(How to complete this task) Word for word, restate every entry shown below.

(Record extracts)
○ ○ ○ ○ ○
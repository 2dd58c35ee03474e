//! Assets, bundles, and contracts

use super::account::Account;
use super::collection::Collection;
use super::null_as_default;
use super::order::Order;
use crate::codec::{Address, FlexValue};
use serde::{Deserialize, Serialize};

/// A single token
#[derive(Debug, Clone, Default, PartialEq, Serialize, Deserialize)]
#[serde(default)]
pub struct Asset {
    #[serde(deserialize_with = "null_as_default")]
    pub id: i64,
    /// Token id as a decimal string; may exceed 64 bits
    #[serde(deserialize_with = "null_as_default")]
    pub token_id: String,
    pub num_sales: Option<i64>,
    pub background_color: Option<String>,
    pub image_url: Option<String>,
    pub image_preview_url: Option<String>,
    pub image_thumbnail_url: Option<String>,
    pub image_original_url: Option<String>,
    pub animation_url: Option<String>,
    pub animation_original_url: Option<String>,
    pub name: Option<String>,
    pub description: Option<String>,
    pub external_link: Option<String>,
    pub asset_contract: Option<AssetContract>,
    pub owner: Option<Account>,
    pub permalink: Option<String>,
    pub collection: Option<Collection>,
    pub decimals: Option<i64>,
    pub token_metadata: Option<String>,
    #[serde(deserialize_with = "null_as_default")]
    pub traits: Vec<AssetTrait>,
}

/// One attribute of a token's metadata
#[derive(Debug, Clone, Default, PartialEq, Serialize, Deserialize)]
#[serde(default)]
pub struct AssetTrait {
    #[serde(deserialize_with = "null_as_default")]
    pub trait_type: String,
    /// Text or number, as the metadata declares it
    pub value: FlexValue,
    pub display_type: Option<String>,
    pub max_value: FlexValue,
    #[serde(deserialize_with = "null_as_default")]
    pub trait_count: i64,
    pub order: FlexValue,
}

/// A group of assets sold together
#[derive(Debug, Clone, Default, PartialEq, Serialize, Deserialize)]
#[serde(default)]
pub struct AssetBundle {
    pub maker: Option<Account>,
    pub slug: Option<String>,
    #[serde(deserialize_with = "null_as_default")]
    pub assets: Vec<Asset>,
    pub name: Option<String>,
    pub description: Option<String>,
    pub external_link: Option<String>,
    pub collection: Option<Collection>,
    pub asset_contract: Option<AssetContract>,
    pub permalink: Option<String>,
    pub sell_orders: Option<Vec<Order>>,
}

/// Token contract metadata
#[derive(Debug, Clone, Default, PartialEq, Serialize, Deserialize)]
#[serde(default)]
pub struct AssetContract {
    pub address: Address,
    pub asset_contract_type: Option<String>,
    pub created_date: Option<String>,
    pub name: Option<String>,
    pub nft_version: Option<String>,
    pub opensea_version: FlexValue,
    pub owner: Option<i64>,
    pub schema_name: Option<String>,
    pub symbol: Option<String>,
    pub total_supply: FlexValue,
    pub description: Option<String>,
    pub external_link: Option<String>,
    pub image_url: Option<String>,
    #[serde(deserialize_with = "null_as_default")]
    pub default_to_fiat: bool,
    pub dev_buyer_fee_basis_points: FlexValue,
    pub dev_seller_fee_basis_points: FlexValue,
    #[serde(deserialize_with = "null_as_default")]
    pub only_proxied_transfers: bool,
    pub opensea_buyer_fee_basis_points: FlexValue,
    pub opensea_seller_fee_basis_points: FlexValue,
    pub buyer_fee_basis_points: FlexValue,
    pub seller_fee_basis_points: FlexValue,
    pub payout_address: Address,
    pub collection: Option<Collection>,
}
○ ○ ○ ○ ○
(Exercise answer)
repository 2dd58c35ee03474e
//! Assets, bundles, and contracts

use super::account::Account;
use super::collection::Collection;
use super::null_as_default;
use super::order::Order;
use crate::codec::{Address, FlexValue};
use serde::{Deserialize, Serialize};

/// A single token
#[derive(Debug, Clone, Default, PartialEq, Serialize, Deserialize)]
#[serde(default)]
pub struct Asset {
    #[serde(deserialize_with = "null_as_default")]
    pub id: i64,
    /// Token id as a decimal string; may exceed 64 bits
    #[serde(deserialize_with = "null_as_default")]
    pub token_id: String,
    pub num_sales: Option<i64>,
    pub background_color: Option<String>,
    pub image_url: Option<String>,
    pub image_preview_url: Option<String>,
    pub image_thumbnail_url: Option<String>,
    pub image_original_url: Option<String>,
    pub animation_url: Option<String>,
    pub animation_original_url: Option<String>,
    pub name: Option<String>,
    pub description: Option<String>,
    pub external_link: Option<String>,
    pub asset_contract: Option<AssetContract>,
    pub owner: Option<Account>,
    pub permalink: Option<String>,
    pub collection: Option<Collection>,
    pub decimals: Option<i64>,
    pub token_metadata: Option<String>,
    #[serde(deserialize_with = "null_as_default")]
    pub traits: Vec<AssetTrait>,
}

/// One attribute of a token's metadata
#[derive(Debug, Clone, Default, PartialEq, Serialize, Deserialize)]
#[serde(default)]
pub struct AssetTrait {
    #[serde(deserialize_with = "null_as_default")]
    pub trait_type: String,
    /// Text or number, as the metadata declares it
    pub value: FlexValue,
    pub display_type: Option<String>,
    pub max_value: FlexValue,
    #[serde(deserialize_with = "null_as_default")]
    pub trait_count: i64,
    pub order: FlexValue,
}

/// A group of assets sold together
#[derive(Debug, Clone, Default, PartialEq, Serialize, Deserialize)]
#[serde(default)]
pub struct AssetBundle {
    pub maker: Option<Account>,
    pub slug: Option<String>,
    #[serde(deserialize_with = "null_as_default")]
    pub assets: Vec<Asset>,
    pub name: Option<String>,
    pub description: Option<String>,
    pub external_link: Option<String>,
    pub collection: Option<Collection>,
    pub asset_contract: Option<AssetContract>,
    pub permalink: Option<String>,
    pub sell_orders: Option<Vec<Order>>,
}

/// Token contract metadata
#[derive(Debug, Clone, Default, PartialEq, Serialize, Deserialize)]
#[serde(default)]
pub struct AssetContract {
    pub address: Address,
    pub asset_contract_type: Option<String>,
    pub created_date: Option<String>,
    pub name: Option<String>,
    pub nft_version: Option<String>,
    pub opensea_version: FlexValue,
    pub owner: Option<i64>,
    pub schema_name: Option<String>,
    pub symbol: Option<String>,
    pub total_supply: FlexValue,
    pub description: Option<String>,
    pub external_link: Option<String>,
    pub image_url: Option<String>,
    #[serde(deserialize_with = "null_as_default")]
    pub default_to_fiat: bool,
    pub dev_buyer_fee_basis_points: FlexValue,
    pub dev_seller_fee_basis_points: FlexValue,
    #[serde(deserialize_with = "null_as_default")]
    pub only_proxied_transfers: bool,
    pub opensea_buyer_fee_basis_points: FlexValue,
    pub opensea_seller_fee_basis_points: FlexValue,
    pub buyer_fee_basis_points: FlexValue,
    pub seller_fee_basis_points: FlexValue,
    pub payout_address: Address,
    pub collection: Option<Collection>,
}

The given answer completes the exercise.